//! Facade tying configuration, annotations, zoom and collaborators together.
//!
//! A [`Viewer`] is built once per waveform display through [`ViewerBuilder`],
//! which fails fast on missing startup inputs. Afterwards every user action
//! goes through the viewer or the collections it exposes.

use std::{fmt, rc::Rc};

use crate::{
    annotations::{AnnotationId, Point, Points, Segment, Segments},
    config::{ConfigOverrides, ViewerConfig},
    events::{Event, EventBus, Subscription},
    logging::{Logger, Loggers},
    player::MediaPlayer,
    render::{self, CountingRenderer, Renderer, SharedRenderer},
    waveform::{FixedScale, WaveformSource},
    zoom::ZoomController,
    Result, WavemarkError,
};

/// Collects the startup inputs of a [`Viewer`].
#[derive(Default)]
pub struct ViewerBuilder {
    overrides: ConfigOverrides,
    player: Option<Box<dyn MediaPlayer>>,
    container_width: Option<u32>,
    renderer: Option<SharedRenderer>,
    waveform: Option<Rc<dyn WaveformSource>>,
    loggers: Loggers,
}

impl ViewerBuilder {
    pub fn new() -> Self {
        Self::default()
    }

    pub fn options(mut self, overrides: ConfigOverrides) -> Self {
        self.overrides = overrides;
        self
    }

    /// The playback element. Required.
    pub fn media<P: MediaPlayer + 'static>(mut self, player: P) -> Self {
        self.player = Some(Box::new(player));
        self
    }

    /// Measured width of the container in pixels. Required and positive.
    pub fn container_width(mut self, width: u32) -> Self {
        self.container_width = Some(width);
        self
    }

    /// Drawing backend. Defaults to a [`CountingRenderer`].
    pub fn renderer<R: Renderer + 'static>(mut self, renderer: R) -> Self {
        self.renderer = Some(render::shared(renderer));
        self
    }

    /// Overview scale provider. Defaults to the coarsest zoom level.
    pub fn waveform<W: WaveformSource + 'static>(mut self, waveform: W) -> Self {
        self.waveform = Some(Rc::new(waveform));
        self
    }

    /// Error channel. Defaults to `tracing` at error level.
    pub fn logger<L: Logger + 'static>(mut self, logger: L) -> Self {
        self.loggers.error = Rc::new(logger);
        self
    }

    /// Deprecation channel. Defaults to `tracing` at warn level.
    pub fn deprecation_logger<L: Logger + 'static>(mut self, logger: L) -> Self {
        self.loggers.deprecation = Rc::new(logger);
        self
    }

    pub fn build(self) -> Result<Viewer> {
        let player = self
            .player
            .ok_or_else(|| WavemarkError::config("a media element is required"))?;
        match self.container_width {
            None => return Err(WavemarkError::config("a container element is required")),
            Some(0) => return Err(WavemarkError::config("the container must have a positive width")),
            Some(_) => {}
        }

        let config = ViewerConfig::default().merge(self.overrides);
        config.validate()?;
        let config = Rc::new(config);

        let bus = EventBus::new(self.loggers.error.clone());
        let renderer = self
            .renderer
            .unwrap_or_else(|| render::shared(CountingRenderer::new()));
        let waveform: Rc<dyn WaveformSource> = match self.waveform {
            Some(waveform) => waveform,
            None => Rc::new(FixedScale(config.zoom_levels[config.zoom_levels.len() - 1])),
        };

        let segments = Segments::new(
            bus.clone(),
            renderer.clone(),
            config.colors.segment.clone(),
            self.loggers.deprecation.clone(),
        );
        let points = Points::new(
            bus.clone(),
            renderer.clone(),
            config.colors.point_marker.clone(),
            self.loggers.deprecation.clone(),
        );
        let zoom = ZoomController::new(config.zoom_levels.clone(), bus.clone(), renderer.clone(), waveform)?;

        tracing::debug!(levels = ?config.zoom_levels, "viewer initialised");

        Ok(Viewer {
            config,
            bus,
            renderer,
            player,
            segments,
            points,
            zoom,
        })
    }
}

/// One interactive waveform display.
pub struct Viewer {
    config: Rc<ViewerConfig>,
    bus: EventBus,
    renderer: SharedRenderer,
    player: Box<dyn MediaPlayer>,
    segments: Segments,
    points: Points,
    zoom: ZoomController,
}

impl Viewer {
    pub fn builder() -> ViewerBuilder {
        ViewerBuilder::new()
    }

    pub fn config(&self) -> &ViewerConfig {
        &self.config
    }

    pub fn segments(&self) -> &Segments {
        &self.segments
    }

    pub fn segments_mut(&mut self) -> &mut Segments {
        &mut self.segments
    }

    pub fn points(&self) -> &Points {
        &self.points
    }

    pub fn points_mut(&mut self) -> &mut Points {
        &mut self.points
    }

    pub fn zoom(&self) -> &ZoomController {
        &self.zoom
    }

    pub fn zoom_mut(&mut self) -> &mut ZoomController {
        &mut self.zoom
    }

    /// Subscribes to every topic matching `pattern`.
    pub fn on<F>(&self, pattern: &str, listener: F) -> Result<Subscription>
    where
        F: Fn(&Event) -> Result<()> + 'static,
    {
        self.bus.on(pattern, listener)
    }

    pub fn render(&self) {
        self.renderer.borrow_mut().render();
    }

    /// Removes one segment, then renders and emits `segments.remove`.
    /// Unknown ids fail with [`WavemarkError::NotFound`].
    pub fn remove_segment(&mut self, id: &AnnotationId) -> Result<Segment> {
        let removed = self.segments.remove(id)?;
        self.render();
        self.bus.notify(&Event::SegmentsRemove(vec![removed.clone()]));
        Ok(removed)
    }

    /// Removes one point, then renders and emits `points.remove`.
    pub fn remove_point(&mut self, id: &AnnotationId) -> Result<Point> {
        let removed = self.points.remove(id)?;
        self.render();
        self.bus.notify(&Event::PointsRemove(vec![removed.clone()]));
        Ok(removed)
    }

    pub fn current_time(&self) -> f64 {
        self.player.current_time()
    }

    /// Seeks the player and publishes `player.seek`.
    pub fn seek(&mut self, seconds: f64) -> Result<()> {
        check_time(seconds)?;
        self.player.seek(seconds);
        self.bus.notify(&Event::PlayerSeek(seconds));
        Ok(())
    }

    /// Moves the playhead by the configured nudge increment, never before 0.
    pub fn nudge(&mut self, forward: bool) -> Result<()> {
        let step = if forward {
            self.config.nudge_increment
        } else {
            -self.config.nudge_increment
        };
        let target = (self.current_time() + step).max(0.0);
        self.seek(target)
    }

    /// Called by the media player whenever its position changes.
    /// Rejects the same times as [`Viewer::seek`] without rendering.
    pub fn time_changed(&mut self, seconds: f64) -> Result<()> {
        check_time(seconds)?;
        self.render();
        self.bus.notify(&Event::PlayerTimeUpdate(seconds));
        Ok(())
    }

    pub fn play_segment(&mut self, id: &AnnotationId, looped: bool) -> Result<()> {
        let segment = self
            .segments
            .get(id)
            .ok_or_else(|| WavemarkError::NotFound(id.to_string()))?;
        tracing::debug!(%id, looped, "playing segment");
        self.player.play_segment(segment, looped);
        Ok(())
    }

    /// Routes a failure reported late by a collaborator onto the `error`
    /// topic. Returns it when nothing listens there.
    pub fn report_error(&self, message: impl Into<String>) -> Result<()> {
        self.bus.report_error(message)
    }

    /// Tears the viewer down, detaching every listener.
    pub fn destroy(self) {
        self.bus.clear();
        tracing::debug!("viewer destroyed");
    }
}

fn check_time(seconds: f64) -> Result<()> {
    if seconds.is_finite() && seconds >= 0.0 {
        Ok(())
    } else {
        Err(WavemarkError::InvalidTime(seconds))
    }
}

impl fmt::Debug for Viewer {
    fn fmt(&self, f: &mut fmt::Formatter<'_>) -> fmt::Result {
        f.debug_struct("Viewer")
            .field("config", &self.config)
            .field("segments", &self.segments)
            .field("points", &self.points)
            .field("zoom", &self.zoom)
            .finish()
    }
}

________________________________________

Print every record exactly as it was given.

//! Facade tying configuration, annotations, zoom and collaborators together.
//!
//! A [`Viewer`] is built once per waveform display through [`ViewerBuilder`],
//! which fails fast on missing startup inputs. Afterwards every user action
//! goes through the viewer or the collections it exposes.

use std::{fmt, rc::Rc};

use crate::{
    annotations::{AnnotationId, Point, Points, Segment, Segments},
    config::{ConfigOverrides, ViewerConfig},
    events::{Event, EventBus, Subscription},
    logging::{Logger, Loggers},
    player::MediaPlayer,
    render::{self, CountingRenderer, Renderer, SharedRenderer},
    waveform::{FixedScale, WaveformSource},
    zoom::ZoomController,
    Result, WavemarkError,
};

/// Collects the startup inputs of a [`Viewer`].
#[derive(Default)]
pub struct ViewerBuilder {
    overrides: ConfigOverrides,
    player: Option<Box<dyn MediaPlayer>>,
    container_width: Option<u32>,
    renderer: Option<SharedRenderer>,
    waveform: Option<Rc<dyn WaveformSource>>,
    loggers: Loggers,
}

impl ViewerBuilder {
    pub fn new() -> Self {
        Self::default()
    }

    pub fn options(mut self, overrides: ConfigOverrides) -> Self {
        self.overrides = overrides;
        self
    }

    /// The playback element. Required.
    pub fn media<P: MediaPlayer + 'static>(mut self, player: P) -> Self {
        self.player = Some(Box::new(player));
        self
    }

    /// Measured width of the container in pixels. Required and positive.
    pub fn container_width(mut self, width: u32) -> Self {
        self.container_width = Some(width);
        self
    }

    /// Drawing backend. Defaults to a [`CountingRenderer`].
    pub fn renderer<R: Renderer + 'static>(mut self, renderer: R) -> Self {
        self.renderer = Some(render::shared(renderer));
        self
    }

    /// Overview scale provider. Defaults to the coarsest zoom level.
    pub fn waveform<W: WaveformSource + 'static>(mut self, waveform: W) -> Self {
        self.waveform = Some(Rc::new(waveform));
        self
    }

    /// Error channel. Defaults to `tracing` at error level.
    pub fn logger<L: Logger + 'static>(mut self, logger: L) -> Self {
        self.loggers.error = Rc::new(logger);
        self
    }

    /// Deprecation channel. Defaults to `tracing` at warn level.
    pub fn deprecation_logger<L: Logger + 'static>(mut self, logger: L) -> Self {
        self.loggers.deprecation = Rc::new(logger);
        self
    }

    pub fn build(self) -> Result<Viewer> {
        let player = self
            .player
            .ok_or_else(|| WavemarkError::config("a media element is required"))?;
        match self.container_width {
            None => return Err(WavemarkError::config("a container element is required")),
            Some(0) => return Err(WavemarkError::config("the container must have a positive width")),
            Some(_) => {}
        }

        let config = ViewerConfig::default().merge(self.overrides);
        config.validate()?;
        let config = Rc::new(config);

        let bus = EventBus::new(self.loggers.error.clone());
        let renderer = self
            .renderer
            .unwrap_or_else(|| render::shared(CountingRenderer::new()));
        let waveform: Rc<dyn WaveformSource> = match self.waveform {
            Some(waveform) => waveform,
            None => Rc::new(FixedScale(config.zoom_levels[config.zoom_levels.len() - 1])),
        };

        let segments = Segments::new(
            bus.clone(),
            renderer.clone(),
            config.colors.segment.clone(),
            self.loggers.deprecation.clone(),
        );
        let points = Points::new(
            bus.clone(),
            renderer.clone(),
            config.colors.point_marker.clone(),
            self.loggers.deprecation.clone(),
        );
        let zoom = ZoomController::new(config.zoom_levels.clone(), bus.clone(), renderer.clone(), waveform)?;

        tracing::debug!(levels = ?config.zoom_levels, "viewer initialised");

        Ok(Viewer {
            config,
            bus,
            renderer,
            player,
            segments,
            points,
            zoom,
        })
    }
}

/// One interactive waveform display.
pub struct Viewer {
    config: Rc<ViewerConfig>,
    bus: EventBus,
    renderer: SharedRenderer,
    player: Box<dyn MediaPlayer>,
    segments: Segments,
    points: Points,
    zoom: ZoomController,
}

impl Viewer {
    pub fn builder() -> ViewerBuilder {
        ViewerBuilder::new()
    }

    pub fn config(&self) -> &ViewerConfig {
        &self.config
    }

    pub fn segments(&self) -> &Segments {
        &self.segments
    }

    pub fn segments_mut(&mut self) -> &mut Segments {
        &mut self.segments
    }

    pub fn points(&self) -> &Points {
        &self.points
    }

    pub fn points_mut(&mut self) -> &mut Points {
        &mut self.points
    }

    pub fn zoom(&self) -> &ZoomController {
        &self.zoom
    }

    pub fn zoom_mut(&mut self) -> &mut ZoomController {
        &mut self.zoom
    }

    /// Subscribes to every topic matching `pattern`.
    pub fn on<F>(&self, pattern: &str, listener: F) -> Result<Subscription>
    where
        F: Fn(&Event) -> Result<()> + 'static,
    {
        self.bus.on(pattern, listener)
    }

    pub fn render(&self) {
        self.renderer.borrow_mut().render();
    }

    /// Removes one segment, then renders and emits `segments.remove`.
    /// Unknown ids fail with [`WavemarkError::NotFound`].
    pub fn remove_segment(&mut self, id: &AnnotationId) -> Result<Segment> {
        let removed = self.segments.remove(id)?;
        self.render();
        self.bus.notify(&Event::SegmentsRemove(vec![removed.clone()]));
        Ok(removed)
    }

    /// Removes one point, then renders and emits `points.remove`.
    pub fn remove_point(&mut self, id: &AnnotationId) -> Result<Point> {
        let removed = self.points.remove(id)?;
        self.render();
        self.bus.notify(&Event::PointsRemove(vec![removed.clone()]));
        Ok(removed)
    }

    pub fn current_time(&self) -> f64 {
        self.player.current_time()
    }

    /// Seeks the player and publishes `player.seek`.
    pub fn seek(&mut self, seconds: f64) -> Result<()> {
        check_time(seconds)?;
        self.player.seek(seconds);
        self.bus.notify(&Event::PlayerSeek(seconds));
        Ok(())
    }

    /// Moves the playhead by the configured nudge increment, never before 0.
    pub fn nudge(&mut self, forward: bool) -> Result<()> {
        let step = if forward {
            self.config.nudge_increment
        } else {
            -self.config.nudge_increment
        };
        let target = (self.current_time() + step).max(0.0);
        self.seek(target)
    }

    /// Called by the media player whenever its position changes.
    /// Rejects the same times as [`Viewer::seek`] without rendering.
    pub fn time_changed(&mut self, seconds: f64) -> Result<()> {
        check_time(seconds)?;
        self.render();
        self.bus.notify(&Event::PlayerTimeUpdate(seconds));
        Ok(())
    }

    pub fn play_segment(&mut self, id: &AnnotationId, looped: bool) -> Result<()> {
        let segment = self
            .segments
            .get(id)
            .ok_or_else(|| WavemarkError::NotFound(id.to_string()))?;
        tracing::debug!(%id, looped, "playing segment");
        self.player.play_segment(segment, looped);
        Ok(())
    }

    /// Routes a failure reported late by a collaborator onto the `error`
    /// topic. Returns it when nothing listens there.
    pub fn report_error(&self, message: impl Into<String>) -> Result<()> {
        self.bus.report_error(message)
    }

    /// Tears the viewer down, detaching every listener.
    pub fn destroy(self) {
        self.bus.clear();
        tracing::debug!("viewer destroyed");
    }
}

fn check_time(seconds: f64) -> Result<()> {
    if seconds.is_finite() && seconds >= 0.0 {
        Ok(())
    } else {
        Err(WavemarkError::InvalidTime(seconds))
    }
}

impl fmt::Debug for Viewer {
    fn fmt(&self, f: &mut fmt::Formatter<'_>) -> fmt::Result {
        f.debug_struct("Viewer")
            .field("config", &self.config)
            .field("segments", &self.segments)
            .field("points", &self.points)
            .field("zoom", &self.zoom)
            .finish()
    }
}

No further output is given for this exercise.